- Prompt -
Count the lines in the entries that contain the string "global". State nothing but the number.

- Exercise material -
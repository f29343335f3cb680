//! Machine code generation for sort routines.
//!
//! - Executable memory allocation (`memory`)
//! - Code buffer for building machine code (`codebuf`)
//! - x86-64 instruction encoding (`x86_64`)
//! - Copy-call emission behind the `CopyEmitter` seam (`emitter`)
//! - Prologue/epilogue framing and finalization (`image`)

mod codebuf;
pub mod emitter;
pub mod image;
mod memory;
pub mod x86_64;

pub use codebuf::CodeBuffer;
pub use emitter::{BodyStats, CopyEmitter, X86_64CopyEmitter};
pub use image::{Image, ImageBuilder};
pub use memory::{ExecutableMemory, MemoryError, NOP_FILL, page_size};
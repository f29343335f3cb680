//! Element classification.
//!
//! Walks the input sequence once, recording each valid element's address,
//! byte length and bucket key. Nothing here touches generated code.

use crate::config::KeyMode;

/// Number of buckets visited by the generated counting sort. Only elements
/// whose key is below this value end up in the output.
pub const BUCKET_COUNT: usize = 256;

/// Caller-supplied sizing function: byte length of the element at the given
/// address, or zero for "invalid or end of sequence".
pub type SizeFn<'f> = &'f dyn Fn(*const u8) -> usize;

/// How elements are laid out in memory.
#[derive(Clone, Copy)]
pub enum Layout<'f> {
    /// `count` elements of `size` bytes each.
    Fixed { size: usize, count: usize },
    /// `count` slots spaced `stride` bytes apart; each slot's length comes
    /// from the sizing function.
    Strided {
        stride: usize,
        count: usize,
        sizing: SizeFn<'f>,
    },
    /// Elements placed back to back, each starting where the previous one
    /// ended. `limit` caps the number of elements when set.
    Packed {
        limit: Option<usize>,
        sizing: SizeFn<'f>,
    },
}

impl<'f> Layout<'f> {
    /// Pick a layout from the raw generation arguments. Returns `None` when
    /// neither a usable size/count pair nor a sizing function is given.
    pub fn resolve(size: usize, count: usize, sizing: Option<SizeFn<'f>>) -> Option<Self> {
        let fixed_usable = size > 0 && count > 0;
        match sizing {
            None if fixed_usable => Some(Layout::Fixed { size, count }),
            None => None,
            Some(sizing) if fixed_usable => Some(Layout::Strided {
                stride: size,
                count,
                sizing,
            }),
            Some(sizing) => Some(Layout::Packed {
                limit: (count > 0).then_some(count),
                sizing,
            }),
        }
    }

    pub fn name(&self) -> &'static str {
        match self {
            Layout::Fixed { .. } => "fixed",
            Layout::Strided { .. } => "strided",
            Layout::Packed { .. } => "packed",
        }
    }
}

impl std::fmt::Debug for Layout<'_> {
    fn fmt(&self, f: &mut std::fmt::Formatter<'_>) -> std::fmt::Result {
        match self {
            Layout::Fixed { size, count } => f
                .debug_struct("Fixed")
                .field("size", size)
                .field("count", count)
                .finish(),
            Layout::Strided { stride, count, .. } => f
                .debug_struct("Strided")
                .field("stride", stride)
                .field("count", count)
                .finish_non_exhaustive(),
            Layout::Packed { limit, .. } => f
                .debug_struct("Packed")
                .field("limit", limit)
                .finish_non_exhaustive(),
        }
    }
}

/// One valid element of the input sequence.
#[derive(Debug, Clone, Copy, PartialEq, Eq)]
pub struct Element {
    pub addr: *const u8,
    pub len: usize,
    pub key: u64,
}

impl Element {
    /// Bucket index, or `None` when the key falls outside the bucket range.
    pub fn bucket(&self) -> Option<usize> {
        usize::try_from(self.key)
            .ok()
            .filter(|&key| key < BUCKET_COUNT)
    }
}

/// Result of classifying an input sequence.
#[derive(Debug, Default)]
pub struct Classification {
    elements: Vec<Element>,
    valid_bytes: usize,
    placed_bytes: usize,
    max_len: usize,
    dropped: usize,
}

impl Classification {
    /// Valid elements in input order, including those whose key is out of
    /// range.
    pub fn elements(&self) -> &[Element] {
        &self.elements
    }

    /// Sum of the lengths of all valid elements; this is the size of the
    /// output buffer.
    pub fn valid_bytes(&self) -> usize {
        self.valid_bytes
    }

    /// Sum of the lengths of the elements that land in a bucket; the output
    /// buffer is written up to here.
    pub fn placed_bytes(&self) -> usize {
        self.placed_bytes
    }

    /// Length of the longest valid element.
    pub fn max_len(&self) -> usize {
        self.max_len
    }

    /// Number of valid elements whose key is outside the bucket range.
    pub fn dropped(&self) -> usize {
        self.dropped
    }

    /// Elements in output order: ascending bucket, then input order.
    pub fn bucket_order(&self) -> Vec<&Element> {
        let mut buckets: Vec<Vec<&Element>> = vec![Vec::new(); BUCKET_COUNT];
        for element in &self.elements {
            if let Some(bucket) = element.bucket() {
                buckets[bucket].push(element);
            }
        }
        buckets.into_iter().flatten().collect()
    }

    fn push(&mut self, element: Element) {
        self.valid_bytes += element.len;
        if element.bucket().is_some() {
            self.placed_bytes += element.len;
        } else {
            self.dropped += 1;
        }
        self.max_len = self.max_len.max(element.len);
        self.elements.push(element);
    }
}

/// Derive the bucket key of the `len`-byte element at `addr`.
///
/// In `Integer` mode an element of up to 8 bytes yields the little-endian
/// integer of exactly its bytes; a longer element yields its first 8 bytes.
///
/// # Safety
/// `addr` must be readable for `min(len, 8)` bytes and `len` must be non-zero.
pub unsafe fn byte_key(addr: *const u8, len: usize, mode: KeyMode) -> u64 {
    match mode {
        KeyMode::Integer => {
            let mut bytes = [0u8; 8];
            let width = len.min(8);
            unsafe {
                std::ptr::copy_nonoverlapping(addr, bytes.as_mut_ptr(), width);
            }
            u64::from_le_bytes(bytes)
        }
        KeyMode::LeadingByte => unsafe { u64::from(*addr) },
    }
}

/// Classify every valid element of the sequence starting at `base`.
///
/// With a sizing function, classification stops at the first element it
/// reports as zero-length.
///
/// # Safety
/// `base` must point to a sequence laid out as `layout` describes, readable
/// for every element the layout and sizing function yield.
pub unsafe fn classify(base: *const u8, layout: Layout<'_>, mode: KeyMode) -> Classification {
    let mut out = Classification::default();

    let mut record = |addr: *const u8, len: usize| {
        let key = unsafe { byte_key(addr, len, mode) };
        out.push(Element { addr, len, key });
    };

    match layout {
        Layout::Fixed { size, count } => {
            for i in 0..count {
                record(base.wrapping_add(i * size), size);
            }
        }
        Layout::Strided {
            stride,
            count,
            sizing,
        } => {
            for i in 0..count {
                let addr = base.wrapping_add(i * stride);
                let len = sizing(addr);
                if len == 0 {
                    break;
                }
                record(addr, len);
            }
        }
        Layout::Packed { limit, sizing } => {
            let mut addr = base;
            let mut seen = 0usize;
            while limit.is_none_or(|limit| seen < limit) {
                let len = sizing(addr);
                if len == 0 {
                    break;
                }
                record(addr, len);
                addr = addr.wrapping_add(len);
                seen += 1;
            }
        }
    }

    out
}
use clap::{Parser, Subcommand, ValueEnum};
use serde::Serialize;
use std::path::{Path, PathBuf};
use std::process::ExitCode;

use jitsort::{ConfigFile, GenerateConfig, Generator, KeyMode, SortRoutine};

// Wrapper types for clap ValueEnum support
#[derive(Debug, Clone, Copy, ValueEnum)]
pub enum KeyModeArg {
    Integer,
    LeadingByte,
}

impl From<KeyModeArg> for KeyMode {
    fn from(arg: KeyModeArg) -> Self {
        match arg {
            KeyModeArg::Integer => KeyMode::Integer,
            KeyModeArg::LeadingByte => KeyMode::LeadingByte,
        }
    }
}

#[derive(Debug, Clone, Copy, ValueEnum, Default)]
pub enum FormatArg {
    #[default]
    Human,
    Json,
}

#[derive(Parser)]
#[command(name = "jitsort")]
#[command(about = "Sort by generating straight-line copy code", long_about = None)]
struct Cli {
    /// Trace generation (classification, region sizes, emitted groups)
    #[arg(long, global = true)]
    trace: bool,

    /// Config file (defaults to ./jitsort.toml when present)
    #[arg(long, global = true, value_name = "FILE")]
    config: Option<PathBuf>,

    /// Override the configured key mode (not accepted by `strings`)
    #[arg(long, global = true, value_enum)]
    key_mode: Option<KeyModeArg>,

    #[command(subcommand)]
    command: Commands,
}

#[derive(Subcommand)]
enum Commands {
    /// Sort unsigned integers of a fixed byte width
    Ints {
        /// Element width in bytes (1, 2, 4 or 8)
        #[arg(long, default_value = "4", value_parser = parse_width)]
        width: usize,

        /// Values to sort
        #[arg(required = true)]
        values: Vec<u64>,
    },
    /// Sort the bytes of a string
    Bytes {
        /// Text whose bytes are sorted
        text: String,
    },
    /// Sort NUL-terminated words by their first byte, whatever the
    /// configured key mode
    Strings {
        /// Words to sort
        #[arg(required = true)]
        words: Vec<String>,
    },
    /// Print the machine code generated for a set of integers
    Dump {
        /// Element width in bytes (1, 2, 4 or 8)
        #[arg(long, default_value = "4", value_parser = parse_width)]
        width: usize,

        /// Output format (human, json)
        #[arg(long, value_enum, default_value = "human")]
        format: FormatArg,

        /// Values to sort
        #[arg(required = true)]
        values: Vec<u64>,
    },
}

fn parse_width(s: &str) -> Result<usize, String> {
    match s.parse::<usize>() {
        Ok(w @ (1 | 2 | 4 | 8)) => Ok(w),
        _ => Err(format!("width must be 1, 2, 4 or 8, got '{}'", s)),
    }
}

fn init_logging(trace: bool) {
    let default_filter = if trace { "jitsort=trace" } else { "warn" };
    env_logger::Builder::from_env(env_logger::Env::default().default_filter_or(default_filter))
        .format_timestamp(None)
        .init();
}

fn load_config(path: Option<&Path>, key_mode: Option<KeyModeArg>) -> Result<GenerateConfig, String> {
    let file = match path {
        Some(path) => ConfigFile::load_file(path).map_err(|e| e.to_string())?,
        None => {
            let cwd = std::env::current_dir().unwrap_or_else(|_| PathBuf::from("."));
            if cwd.join(jitsort::config::CONFIG_FILE_NAME).exists() {
                ConfigFile::load(&cwd).map_err(|e| e.to_string())?
            } else {
                ConfigFile::default()
            }
        }
    };
    let mut config = file.to_generate_config();
    if let Some(mode) = key_mode {
        config.key_mode = mode.into();
    }
    Ok(config)
}

fn encode_values(values: &[u64], width: usize) -> Result<Vec<u8>, String> {
    let mut bytes = Vec::with_capacity(values.len() * width);
    for &value in values {
        if width < 8 && value >> (width * 8) != 0 {
            return Err(format!("value {} does not fit in {} bytes", value, width));
        }
        bytes.extend_from_slice(&value.to_le_bytes()[..width]);
    }
    Ok(bytes)
}

fn decode_values(bytes: &[u8], width: usize) -> Vec<u64> {
    bytes
        .chunks_exact(width)
        .map(|chunk| {
            let mut buf = [0u8; 8];
            buf[..width].copy_from_slice(chunk);
            u64::from_le_bytes(buf)
        })
        .collect()
}

fn run_routine(routine: &SortRoutine<'_>, input_len: usize) -> Result<Vec<u8>, String> {
    if routine.placed_len() < input_len {
        log::warn!(
            "{} bytes have keys of {} or more and are left out",
            input_len - routine.placed_len(),
            jitsort::BUCKET_COUNT
        );
    }
    let output = routine
        .run()
        .ok_or_else(|| "output allocation failed".to_string())?;
    Ok(output.to_vec())
}

fn sort_ints(generator: &Generator, values: &[u64], width: usize) -> Result<(), String> {
    let input = encode_values(values, width)?;
    let routine = generator
        .sort_fixed(&input, width)
        .map_err(|e| e.to_string())?;
    let output = run_routine(&routine, input.len())?;

    let sorted: Vec<String> = decode_values(&output, width)
        .iter()
        .map(|v| v.to_string())
        .collect();
    println!("{}", sorted.join(" "));
    Ok(())
}

fn sort_bytes(generator: &Generator, text: &str) -> Result<(), String> {
    let routine = generator
        .sort_fixed(text.as_bytes(), 1)
        .map_err(|e| e.to_string())?;
    let output = run_routine(&routine, text.len())?;
    println!("{}", String::from_utf8_lossy(&output));
    Ok(())
}

fn sort_strings(config: GenerateConfig, words: &[String]) -> Result<(), String> {
    let mut packed = Vec::new();
    for word in words {
        if word.is_empty() || word.contains('\0') {
            return Err(format!("invalid word {:?}", word));
        }
        packed.extend_from_slice(word.as_bytes());
        packed.push(0);
    }

    let generator = Generator::new(GenerateConfig {
        key_mode: KeyMode::LeadingByte,
        ..config
    });
    let routine = generator
        .sort_packed(&packed, None, |rest| {
            rest.iter().position(|&b| b == 0).map_or(0, |nul| nul + 1)
        })
        .map_err(|e| e.to_string())?;
    let output = run_routine(&routine, packed.len())?;

    for word in output.split(|&b| b == 0).filter(|w| !w.is_empty()) {
        println!("{}", String::from_utf8_lossy(word));
    }
    Ok(())
}

#[derive(Serialize)]
struct DumpReport {
    groups: usize,
    code_len: usize,
    region_size: usize,
    output_len: usize,
    placed_len: usize,
    code: String,
}

fn dump(
    generator: &Generator,
    values: &[u64],
    width: usize,
    format: FormatArg,
) -> Result<(), String> {
    let input = encode_values(values, width)?;
    let routine = generator
        .sort_fixed(&input, width)
        .map_err(|e| e.to_string())?;
    let code = routine.code();

    match format {
        FormatArg::Human => {
            println!(
                "{} groups, {} code bytes, {} byte region, {} output bytes ({} placed)",
                routine.groups(),
                code.len(),
                routine.region_size(),
                routine.output_len(),
                routine.placed_len()
            );
            for (i, line) in code.chunks(16).enumerate() {
                let hex: Vec<String> = line.iter().map(|b| format!("{:02x}", b)).collect();
                println!("{:06x}  {}", i * 16, hex.join(" "));
            }
        }
        FormatArg::Json => {
            let report = DumpReport {
                groups: routine.groups(),
                code_len: code.len(),
                region_size: routine.region_size(),
                output_len: routine.output_len(),
                placed_len: routine.placed_len(),
                code: code.iter().map(|b| format!("{:02x}", b)).collect(),
            };
            let json = serde_json::to_string_pretty(&report)
                .map_err(|e| e.to_string())?;
            println!("{}", json);
        }
    }
    Ok(())
}

fn main() -> ExitCode {
    let cli = Cli::parse();
    init_logging(cli.trace);

    let config = match load_config(cli.config.as_deref(), cli.key_mode) {
        Ok(config) => config,
        Err(e) => {
            eprintln!("error: {}", e);
            return ExitCode::FAILURE;
        }
    };
    let generator = Generator::new(config);

    let result = match cli.command {
        Commands::Ints { width, values } => sort_ints(&generator, &values, width),
        Commands::Bytes { text } => sort_bytes(&generator, &text),
        Commands::Strings { .. } if cli.key_mode.is_some() => Err(
            "--key-mode does not apply to strings, which always key on the leading byte"
                .to_string(),
        ),
        Commands::Strings { words } => sort_strings(config, &words),
        Commands::Dump {
            width,
            format,
            values,
        } => dump(&generator, &values, width, format),
    };

    if let Err(e) = result {
        eprintln!("error: {}", e);
        return ExitCode::FAILURE;
    }

    ExitCode::SUCCESS
}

- Response box -
3